A specific plan must meet the minimum requirements of the statute listed above in order to be legally adequate. Numerous specific plans reviewed by OPR commonly lack one or more of the following:


Area And Community Plans

Practicing planners in California have used a variety of euphemisms to describe specific plans. The creative use and combination of planning terms to describe various planning tools has blurred the distinction between specific plans, community plans, and area plans to the extent that the terms are often misused. The following discussion highlights the differences among such plans.

A community plan is defined in Public Resources Code §21083.3 as a part of the General Plan which (1) applies to a defined geographic portion of the total area included in the general plan, (2) includes or references each of the mandatory elements specified in §65302 of the Government Code, and (3) contains specific development policies adopted for the area, and identifies measures to implement those policies, so that the policies which will apply to each parcel can be determined.

Area plans are not specifically mentioned in statute; however, they are authorized under §65301(b), which allows individual sections of the general plan to be devoted to a particular subject or geographic area. In addition, they are also allowed as optional elements or subjects under §65303.

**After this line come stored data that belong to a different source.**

//! CLI command definitions

use crate::core::FailurePolicy;
use clap::Args;

/// Build and push every configured service image
#[derive(Debug, Args, Clone)]
pub struct PublishCommand {
    /// Path to publish config YAML file
    #[arg(short, long, default_value = "publish.yaml")]
    pub file: String,

    /// Override the registry region
    #[arg(long)]
    pub region: Option<String>,

    /// Override the registry project identifier
    #[arg(long)]
    pub project: Option<String>,

    /// Override the repository name
    #[arg(long)]
    pub repository: Option<String>,

    /// Override the base image name
    #[arg(long)]
    pub base_image: Option<String>,

    /// Path to the container CLI binary
    #[arg(long)]
    pub docker: Option<String>,

    /// Directory containing the service build contexts
    #[arg(long)]
    pub workdir: Option<String>,

    /// Maximum build/push sequences in flight (1 = sequential)
    #[arg(short, long, default_value_t = 1)]
    pub jobs: usize,

    /// What to do when a build or push fails
    #[arg(long, value_enum)]
    pub on_failure: Option<FailurePolicyArg>,

    /// Resolve and print tags without invoking the container tool
    #[arg(long)]
    pub dry_run: bool,
}

/// Validate a publish configuration
#[derive(Debug, Args, Clone)]
pub struct ValidateCommand {
    /// Path to publish config YAML file
    #[arg(short, long, default_value = "publish.yaml")]
    pub file: String,

    /// Output in JSON format
    #[arg(long)]
    pub json: bool,
}

/// Print the derived image tag for every configured service
#[derive(Debug, Args, Clone)]
pub struct TagsCommand {
    /// Path to publish config YAML file
    #[arg(short, long, default_value = "publish.yaml")]
    pub file: String,

    /// Output in JSON format
    #[arg(long)]
    pub json: bool,
}

/// Failure policy argument
#[derive(Debug, Clone, Copy, PartialEq, Eq, clap::ValueEnum)]
pub enum FailurePolicyArg {
    Continue,
    Halt,
}

impl From<FailurePolicyArg> for FailurePolicy {
    fn from(arg: FailurePolicyArg) -> Self {
        match arg {
            FailurePolicyArg::Continue => FailurePolicy::Continue,
            FailurePolicyArg::Halt => FailurePolicy::Halt,
        }
    }
}
//! Command-line interface

pub mod commands;
pub mod output;

use clap::{Parser, Subcommand};
use commands::{PublishCommand, TagsCommand, ValidateCommand};

/// Batch container image build-and-push tool
#[derive(Debug, Parser, Clone)]
#[command(name = "regpush")]
#[command(author = "regpush Contributors")]
#[command(version = "0.1.0")]
#[command(about = "Build and push a container image per configured service", long_about = None)]
pub struct Cli {
    #[command(subcommand)]
    pub command: Command,

    /// Enable verbose logging
    #[arg(short, long, global = true)]
    pub verbose: bool,
}

/// Available commands
#[derive(Debug, Subcommand, Clone)]
pub enum Command {
    /// Build and push every configured service image
    Publish(PublishCommand),

    /// Validate a publish configuration
    Validate(ValidateCommand),

    /// Print the derived image tag for every configured service
    Tags(TagsCommand),
}

impl Cli {
    /// Parse CLI arguments from environment
    pub fn from_args() -> Self {
        Self::parse()
    }

    /// Parse CLI arguments from a slice
    pub fn try_parse_from<I, T>(itr: I) -> Result<Self, clap::Error>
    where
        I: IntoIterator<Item = T>,
        T: Into<OsString> + Clone,
    {
        <Self as Parser>::try_parse_from(itr)
    }
}

use std::ffi::OsString;
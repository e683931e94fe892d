//! Test: opt-in parallel publishing

use crate::helpers::*;
use regpush::publish::PublishStrategy;
use std::collections::HashSet;

/// Limited parallelism publishes every service and keeps the report in
/// configured order, even though execution order may interleave
#[tokio::test]
async fn test_limited_parallel_publishes_everything() {
    let services = ["frontend", "cart-service", "order-service", "product-service"];
    let workdir = workspace_with_dirs(&services);
    let config = config_for(&services);

    let mock = MockDocker::new();
    let invocations = mock.invocations();

    let (report, events) = run_publisher(
        mock,
        &config,
        PublishStrategy::LimitedParallel(2),
        workdir.path(),
    )
    .await;

    // Every service saw exactly one build and one push
    let calls = invocations.lock().unwrap().clone();
    assert_eq!(calls.len(), 8);
    let built: HashSet<String> = calls
        .iter()
        .filter_map(|call| match call {
            Invocation::Build { tag, .. } => Some(tag.clone()),
            _ => None,
        })
        .collect();
    let expected: HashSet<String> = services.iter().map(|s| demo_tag(s)).collect();
    assert_eq!(built, expected);

    assert!(completed_last(&events));

    assert_eq!(report.published(), 4);
    let reported: Vec<&str> = report.services.iter().map(|r| r.service.as_str()).collect();
    assert_eq!(reported, services.to_vec());
}

/// Skips behave the same under parallel execution
#[tokio::test]
async fn test_limited_parallel_still_skips_missing() {
    let workdir = workspace_with_dirs(&["frontend", "product-service"]);
    let config = config_for(&["frontend", "cart-service", "order-service", "product-service"]);

    let mock = MockDocker::new();
    let invocations = mock.invocations();

    let (report, _events) = run_publisher(
        mock,
        &config,
        PublishStrategy::LimitedParallel(4),
        workdir.path(),
    )
    .await;

    assert_eq!(invocations.lock().unwrap().len(), 4);
    assert_eq!(report.published(), 2);
    assert_eq!(report.skipped(), 2);
    assert!(!report.halted);
}
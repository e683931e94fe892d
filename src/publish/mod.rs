//! Batch image publisher engine

pub mod publisher;

pub use publisher::{EventHandler, PublishEvent, PublishStrategy, Publisher};
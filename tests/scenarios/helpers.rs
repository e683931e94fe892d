//! Test utility functions for regpush scenarios

use regpush::core::{FailurePolicy, ImageTag, PublishConfig, RegistryConfig, RunReport};
use regpush::docker::{ContainerCli, ContainerError};
use regpush::publish::{PublishEvent, PublishStrategy, Publisher};

use async_trait::async_trait;
use std::collections::HashSet;
use std::path::{Path, PathBuf};
use std::sync::{Arc, Mutex};
use tempfile::TempDir;

/// One recorded call against the mock container tool
#[derive(Debug, Clone, PartialEq, Eq)]
pub enum Invocation {
    Build { tag: String, context: PathBuf },
    Push { tag: String },
}

/// Mock container tool that records invocations and fails on demand
pub struct MockDocker {
    invocations: Arc<Mutex<Vec<Invocation>>>,
    fail_build_for: HashSet<String>,
    fail_push_for: HashSet<String>,
}

impl MockDocker {
    pub fn new() -> Self {
        Self {
            invocations: Arc::new(Mutex::new(Vec::new())),
            fail_build_for: HashSet::new(),
            fail_push_for: HashSet::new(),
        }
    }

    /// Make builds fail for the given service name
    pub fn fail_build_on(mut self, service: &str) -> Self {
        self.fail_build_for.insert(service.to_string());
        self
    }

    /// Make pushes fail for the given service name
    pub fn fail_push_on(mut self, service: &str) -> Self {
        self.fail_push_for.insert(service.to_string());
        self
    }

    /// Handle to the shared invocation log; keep one before handing the
    /// mock to the publisher
    pub fn invocations(&self) -> Arc<Mutex<Vec<Invocation>>> {
        self.invocations.clone()
    }

    fn matches(&self, set: &HashSet<String>, tag: &ImageTag) -> bool {
        set.iter()
            .any(|service| tag.as_str().contains(&format!("_{}:", service)))
    }
}

#[async_trait]
impl ContainerCli for MockDocker {
    async fn build(&self, tag: &ImageTag, context_dir: &Path) -> Result<(), ContainerError> {
        self.invocations.lock().unwrap().push(Invocation::Build {
            tag: tag.as_str().to_string(),
            context: context_dir.to_path_buf(),
        });

        if self.matches(&self.fail_build_for, tag) {
            return Err(ContainerError::NonZeroExit { code: 1 });
        }
        Ok(())
    }

    async fn push(&self, tag: &ImageTag) -> Result<(), ContainerError> {
        self.invocations.lock().unwrap().push(Invocation::Push {
            tag: tag.as_str().to_string(),
        });

        if self.matches(&self.fail_push_for, tag) {
            return Err(ContainerError::NonZeroExit { code: 1 });
        }
        Ok(())
    }
}

/// Registry used across scenarios
pub fn demo_registry() -> RegistryConfig {
    RegistryConfig {
        region: "asia-south1".to_string(),
        project: "demo-project".to_string(),
        repository: "demo-repo".to_string(),
        base_image: "observability-demo".to_string(),
    }
}

/// Expected fully qualified tag for a service under [`demo_registry`]
pub fn demo_tag(service: &str) -> String {
    format!(
        "asia-south1-docker.pkg.dev/demo-project/demo-repo/observability-demo_{}:latest",
        service
    )
}

/// Publish config naming the given services, default policy
pub fn config_for(services: &[&str]) -> PublishConfig {
    config_with_policy(services, FailurePolicy::Continue)
}

pub fn config_with_policy(services: &[&str], on_failure: FailurePolicy) -> PublishConfig {
    PublishConfig {
        registry: demo_registry(),
        services: services.iter().map(|s| s.to_string()).collect(),
        on_failure,
        docker_path: None,
        timeout_secs: None,
    }
}

/// Scratch working directory containing only the named service directories
pub fn workspace_with_dirs(dirs: &[&str]) -> TempDir {
    let workdir = TempDir::new().unwrap();
    for dir in dirs {
        std::fs::create_dir(workdir.path().join(dir)).unwrap();
    }
    workdir
}

/// Run the publisher over `config` with the mock tool, collecting every
/// emitted event alongside the run report
pub async fn run_publisher(
    mock: MockDocker,
    config: &PublishConfig,
    strategy: PublishStrategy,
    workdir: &Path,
) -> (RunReport, Vec<PublishEvent>) {
    let events: Arc<Mutex<Vec<PublishEvent>>> = Arc::new(Mutex::new(Vec::new()));
    let sink = events.clone();

    let publisher = Publisher::new(mock, strategy).with_workdir(workdir);
    publisher
        .add_event_handler(move |event| {
            sink.lock().unwrap().push(event);
        })
        .await;

    let report = publisher.execute(config).await;
    let events = events.lock().unwrap().clone();
    (report, events)
}

/// Services named by `ServicePublished` events, in emission order
pub fn published_services(events: &[PublishEvent]) -> Vec<String> {
    events
        .iter()
        .filter_map(|event| match event {
            PublishEvent::ServicePublished { service, .. } => Some(service.clone()),
            _ => None,
        })
        .collect()
}

/// Services named by `ServiceSkipped` events, in emission order
pub fn skipped_services(events: &[PublishEvent]) -> Vec<String> {
    events
        .iter()
        .filter_map(|event| match event {
            PublishEvent::ServiceSkipped { service, .. } => Some(service.clone()),
            _ => None,
        })
        .collect()
}

/// True when exactly one `RunCompleted` event was emitted, as the last event
pub fn completed_last(events: &[PublishEvent]) -> bool {
    let count = events
        .iter()
        .filter(|event| matches!(event, PublishEvent::RunCompleted { .. }))
        .count();
    count == 1 && matches!(events.last(), Some(PublishEvent::RunCompleted { .. }))
}
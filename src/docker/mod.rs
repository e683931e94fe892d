//! Container build/push tool invoked as an opaque external collaborator

pub mod subprocess;

use crate::core::ImageTag;
use async_trait::async_trait;
use std::path::Path;
use thiserror::Error;

pub use subprocess::DockerCli;

/// Error types for container tool invocations
#[derive(Debug, Error)]
pub enum ContainerError {
    #[error("failed to spawn container tool: {0}")]
    Spawn(String),

    #[error("container tool exited with code {code}")]
    NonZeroExit { code: i32 },

    #[error("container tool timed out after {0} seconds")]
    Timeout(u64),
}

/// Trait for the external build/push tool - allows for different implementations
#[async_trait]
pub trait ContainerCli: Send + Sync {
    /// Produce a local image named `tag` from the contents of `context_dir`
    async fn build(&self, tag: &ImageTag, context_dir: &Path) -> Result<(), ContainerError>;

    /// Upload the previously built image `tag` to the remote registry
    async fn push(&self, tag: &ImageTag) -> Result<(), ContainerError>;
}
//! Core domain models for regpush
//!
//! This module defines the configuration, tag derivation, and run
//! reporting types the publisher operates on.

pub mod config;
pub mod registry;
pub mod report;

pub use config::*;
pub use registry::*;
pub use report::*;
//! Publish configuration from YAML, environment, and flag overrides

use crate::core::RegistryConfig;
use anyhow::Result;
use serde::{Deserialize, Serialize};
use std::path::Path;

/// Environment variables consulted by [`PublishConfig::apply_env`]
pub const ENV_REGION: &str = "REGPUSH_REGION";
pub const ENV_PROJECT: &str = "REGPUSH_PROJECT";
pub const ENV_REPOSITORY: &str = "REGPUSH_REPOSITORY";
pub const ENV_BASE_IMAGE: &str = "REGPUSH_BASE_IMAGE";

/// What to do when a build or push reports failure
#[derive(Debug, Clone, Copy, Serialize, Deserialize, PartialEq, Eq, Default)]
#[serde(rename_all = "lowercase")]
pub enum FailurePolicy {
    /// Log the failure, record it in the run report, and keep going.
    /// A failed build still gets its push attempt and its success
    /// notice; only the run report carries the real outcome.
    #[default]
    Continue,

    /// Stop the run at the first failed build or push
    Halt,
}

/// Top-level publish configuration loaded from YAML
#[derive(Debug, Clone, Serialize, Deserialize)]
pub struct PublishConfig {
    /// Registry the images are pushed to
    pub registry: RegistryConfig,

    /// Ordered list of service names; each doubles as a build-context
    /// directory relative to the working directory
    pub services: Vec<String>,

    /// Failure policy for build/push errors
    #[serde(default)]
    pub on_failure: FailurePolicy,

    /// Path to the container CLI binary (defaults to "docker" on PATH)
    #[serde(default)]
    pub docker_path: Option<String>,

    /// Timeout for each build/push invocation, in seconds
    #[serde(default)]
    pub timeout_secs: Option<u64>,
}

impl PublishConfig {
    /// Load publish configuration from a YAML file
    pub fn from_file<P: AsRef<Path>>(path: P) -> Result<Self> {
        let content = std::fs::read_to_string(path)?;
        Self::from_yaml(&content)
    }

    /// Parse publish configuration from a YAML string
    pub fn from_yaml(yaml: &str) -> Result<Self> {
        let config: PublishConfig = serde_yaml::from_str(yaml)?;
        config.validate()?;
        Ok(config)
    }

    /// Validate the publish configuration
    pub fn validate(&self) -> Result<()> {
        for (field, value) in [
            ("registry.region", &self.registry.region),
            ("registry.project", &self.registry.project),
            ("registry.repository", &self.registry.repository),
            ("registry.base_image", &self.registry.base_image),
        ] {
            if value.trim().is_empty() {
                anyhow::bail!("Missing required config field: {}", field);
            }
        }

        if self.services.is_empty() {
            anyhow::bail!("Service list is empty - nothing to publish");
        }

        let mut seen = std::collections::HashSet::new();
        for service in &self.services {
            if service.trim().is_empty() {
                anyhow::bail!("Service names must not be empty");
            }
            // Service names double as relative build-context directories
            if service.contains('/') || service.contains('\\') || service.contains(char::is_whitespace) {
                anyhow::bail!(
                    "Invalid service name '{}': must be a plain directory name",
                    service
                );
            }
            if !seen.insert(service) {
                anyhow::bail!("Duplicate service name: {}", service);
            }
        }

        Ok(())
    }

    /// Overlay registry coordinates from the process environment.
    ///
    /// Only variables that are set replace the file-provided values.
    pub fn apply_env(&mut self) {
        for (var, field) in [
            (ENV_REGION, &mut self.registry.region),
            (ENV_PROJECT, &mut self.registry.project),
            (ENV_REPOSITORY, &mut self.registry.repository),
            (ENV_BASE_IMAGE, &mut self.registry.base_image),
        ] {
            if let Ok(value) = std::env::var(var) {
                if !value.is_empty() {
                    *field = value;
                }
            }
        }
    }
}
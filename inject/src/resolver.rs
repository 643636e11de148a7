use std::path::{Path, PathBuf};
use std::rc::Rc;

use anyhow::Result;

use util::{kebab_case, HashMap};

use crate::{Config, Error, ModuleLoader, Params, Value};

/// An explicitly supplied input.
///
/// Whether a string is data or a module to load is decided by the variant,
/// not by the type of the value: `Value(Value::Str(..))` is handed to the
/// task as that string, and only `Specifier` is ever loaded.
#[derive(Debug, Clone)]
pub enum Injection {
    /// used as-is, strings included
    Value(Value),
    /// a module specifier, loaded when the input is resolved
    Specifier(String),
}

impl From<Value> for Injection {
    fn from(value: Value) -> Self {
        Self::Value(value)
    }
}

/// Explicit injections by input name.
#[derive(Debug, Clone, Default)]
pub struct Injections {
    entries: HashMap<String, Injection>,
}

impl Injections {
    pub fn insert(&mut self, name: &str, injection: Injection) -> &mut Self {
        self.entries.insert(name.to_owned(), injection);
        self
    }

    /// Builder-style [`Injections::insert`].
    pub fn with(mut self, name: &str, injection: impl Into<Injection>) -> Self {
        self.insert(name, injection.into());
        self
    }

    pub fn get(&self, name: &str) -> Option<&Injection> {
        self.entries.get(name)
    }

    pub fn len(&self) -> usize {
        self.entries.len()
    }

    pub fn is_empty(&self) -> bool {
        self.entries.is_empty()
    }

    /// `self` with `overrides` layered on top.
    pub fn merged(&self, overrides: &Injections) -> Injections {
        let mut entries = self.entries.clone();
        for (name, injection) in &overrides.entries {
            entries.insert(name.clone(), injection.clone());
        }
        Injections { entries }
    }
}

/// Where a resolution happens: which task is asking, and what it was handed.
#[derive(Debug, Clone)]
pub struct Scope {
    /// id of the task, used by the `log` helper
    pub task: String,
    /// working directory of the task
    pub cwd: PathBuf,
    /// task file; module lookups are relative to its directory
    pub path: PathBuf,
    pub inject: Injections,
}

impl Scope {
    pub fn new(task: &str, cwd: &Path, path: &Path) -> Self {
        Self {
            task: task.to_owned(),
            cwd: cwd.to_path_buf(),
            path: path.to_path_buf(),
            inject: Injections::default(),
        }
    }

    pub fn with_inject(mut self, inject: Injections) -> Self {
        self.inject = inject;
        self
    }

    /// Directory module lookups start from.
    pub fn base_dir(&self) -> &Path {
        if self.path.is_dir() {
            &self.path
        } else {
            self.path.parent().unwrap_or(&self.cwd)
        }
    }
}

/// One way of producing a value for an input name. Tried in [`Strategy::ORDER`].
#[derive(Debug, Clone, Copy, PartialEq, Eq)]
pub enum Strategy {
    /// injected value for the exact name
    Injected,
    /// injected string for the name, loaded as a module specifier
    InjectedSpecifier,
    /// `settings`, `get_module`, `log`, `paths`
    Builtin,
    /// `<module_prefix><kebab-name>` near the task
    Convention,
    /// `<kebab-name>`
    Hyphenated,
    /// the name as written
    Raw,
}

impl Strategy {
    pub const ORDER: [Strategy; 6] = [
        Strategy::Injected,
        Strategy::InjectedSpecifier,
        Strategy::Builtin,
        Strategy::Convention,
        Strategy::Hyphenated,
        Strategy::Raw,
    ];
}

/// Maps declared input names to values.
#[derive(Clone)]
pub struct Resolver {
    config: Rc<Config>,
    loader: Rc<dyn ModuleLoader>,
}

impl Resolver {
    pub fn new(config: Rc<Config>, loader: Rc<dyn ModuleLoader>) -> Self {
        Self { config, loader }
    }

    pub fn config(&self) -> &Rc<Config> {
        &self.config
    }

    /// Resolve every input `params` declares, in order.
    /// Fails on the first input nothing can provide.
    pub fn injection(&self, params: &Params, scope: &Scope) -> Result<Vec<Value>, Error> {
        let inject = self.config.inject.merged(&scope.inject);
        params
            .names()
            .iter()
            .map(|name| {
                self.resolve_in(name, scope, &inject).or_else(|e| {
                    match params.default_for(name) {
                        Some(default) => {
                            log::debug!("using declared default for input '{name}' of {}", scope.task);
                            Ok(default.to_value())
                        }
                        None => Err(e),
                    }
                })
            })
            .collect()
    }

    /// Resolve a single input name. Declared defaults are not considered here.
    pub fn resolve(&self, name: &str, scope: &Scope) -> Result<Value, Error> {
        let inject = self.config.inject.merged(&scope.inject);
        self.resolve_in(name, scope, &inject)
    }

    fn resolve_in(&self, name: &str, scope: &Scope, inject: &Injections) -> Result<Value, Error> {
        for strategy in Strategy::ORDER {
            match self.try_strategy(strategy, name, scope, inject) {
                Ok(Some(value)) if !value.is_nothing() => {
                    log::trace!("input '{name}' of {} provided by {strategy:?}", scope.task);
                    return Ok(value);
                }
                Ok(_) => (),
                Err(e) => log::trace!("{strategy:?} can't provide '{name}': {e:#}"),
            }
        }
        Err(Error::NoProvider(name.to_owned()))
    }

    fn try_strategy(
        &self,
        strategy: Strategy,
        name: &str,
        scope: &Scope,
        inject: &Injections,
    ) -> Result<Option<Value>> {
        let base = scope.base_dir();
        match strategy {
            Strategy::Injected => match inject.get(name) {
                Some(Injection::Value(value)) => Ok(Some(value.clone())),
                _ => Ok(None),
            },
            Strategy::InjectedSpecifier => match inject.get(name) {
                Some(Injection::Specifier(specifier)) => self.loader.load(specifier, base).map(Some),
                _ => Ok(None),
            },
            Strategy::Builtin => Ok(self.builtin(name, scope)),
            Strategy::Convention => {
                let specifier = format!("{}{}", self.config.module_prefix, kebab_case(name));
                self.loader.load(&specifier, base).map(Some)
            }
            Strategy::Hyphenated => self.loader.load(&kebab_case(name), base).map(Some),
            Strategy::Raw => self.loader.load(name, base).map(Some),
        }
    }

    fn builtin(&self, name: &str, scope: &Scope) -> Option<Value> {
        match name {
            "settings" => Some(Value::Live(self.config.clone())),
            "get_module" | "getModule" => Some(Value::live(ModuleGetter {
                resolver: self.clone(),
                scope: scope.clone(),
            })),
            "log" => Some(Value::live(TaskLog {
                task: scope.task.clone(),
            })),
            "paths" => Some(Value::live(TaskPaths {
                cwd: scope.cwd.clone(),
                path: scope.path.clone(),
            })),
            _ => None,
        }
    }
}

/// The `get_module` input: resolves further inputs on demand,
/// in the scope of the task that asked for it.
#[derive(Clone)]
pub struct ModuleGetter {
    resolver: Resolver,
    scope: Scope,
}

impl ModuleGetter {
    pub fn get(&self, name: &str) -> Result<Value, Error> {
        self.resolver.resolve(name, &self.scope)
    }

    /// Resolve several names at once.
    pub fn get_all(&self, names: &[&str]) -> Result<Vec<Value>, Error> {
        names.iter().map(|name| self.get(name)).collect()
    }
}

/// The `log` input: logs on behalf of a task.
#[derive(Debug, Clone)]
pub struct TaskLog {
    task: String,
}

impl TaskLog {
    pub fn info(&self, msg: &str) {
        log::info!("[{}] {msg}", self.task);
    }

    pub fn warn(&self, msg: &str) {
        log::warn!("[{}] {msg}", self.task);
    }

    pub fn debug(&self, msg: &str) {
        log::debug!("[{}] {msg}", self.task);
    }
}

/// The `paths` input: where the task lives.
#[derive(Debug, Clone)]
pub struct TaskPaths {
    pub cwd: PathBuf,
    pub path: PathBuf,
}
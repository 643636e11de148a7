use std::path::PathBuf;

use anyhow::Result;

use inject::{Config, Injection};

use crate::args::Args;
use crate::exec::HostApi;

const DEFAULT_ROOT: &str = ".";
const DEFAULT_TASK: &str = "default";
const INJECT_DELIM: char = '=';

#[derive(thiserror::Error, Debug)]
pub enum Error {
    #[error("invalid inject flag '{0}' (should be formatted 'NAME=SPECIFIER')")]
    InvalidInjectFlag(String),
    #[error("task root \"{0}\" does not exist")]
    RootNotFound(String),
}

/// Settings are like Args, except all the logic has
/// been applied so e.g. defaults are added in.
#[derive(Debug)]
pub struct Settings {
    pub roots: Vec<PathBuf>,
    pub tasks: Vec<String>,
    pub config: Config,
    pub api: HostApi,
    pub list: bool,
    pub verbose: u8,
}

impl TryFrom<Args> for Settings {
    type Error = anyhow::Error;
    fn try_from(args: Args) -> Result<Self, Self::Error> {
        let mut roots = Vec::with_capacity(args.roots.len().max(1));
        if args.roots.is_empty() {
            roots.push(PathBuf::from(DEFAULT_ROOT).canonicalize()?);
        }
        for root in &args.roots {
            let root = PathBuf::from(root);
            if !root.exists() {
                return Err(Error::RootNotFound(root.display().to_string()).into());
            }
            roots.push(root.canonicalize()?);
        }

        let mut config = Config::default();
        config.debug = args.debug;
        config.task_dir = args.task_dir.map(PathBuf::from);
        for flag in &args.inject {
            let (name, specifier) = flag
                .split_once(INJECT_DELIM)
                .filter(|(name, spec)| !name.is_empty() && !spec.is_empty())
                .ok_or_else(|| Error::InvalidInjectFlag(flag.to_owned()))?;
            config.inject(name, Injection::Specifier(specifier.to_owned()));
        }

        let tasks = if args.tasks.is_empty() {
            vec![DEFAULT_TASK.to_owned()]
        } else {
            args.tasks
        };

        let api = if args.legacy {
            HostApi::Legacy
        } else {
            HostApi::Composing
        };

        Ok(Self {
            roots,
            tasks,
            config,
            api,
            list: args.list,
            verbose: args.verbose,
        })
    }
}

Area and community plans address a particular region or community within the overall planning area of the general plan. An area or community plan is adopted as a general plan amendment. It refines the policies of the general plan as they apply to smaller geographic areas, and is implemented by local ordinances such as those regulating land use and subdivision. Area or community plans also provide forums for resolving local conflicts among competing interests. An area or community plan must be consistent with the general plan of which it is a part.

Specific plans differ from area and community plans in the following ways:

Specific plans are required under §65451(a)(2) to identify proposed major components of infrastructure needed to support planned land uses. Community plans and area plans may, but are not required to, contain similar analyses.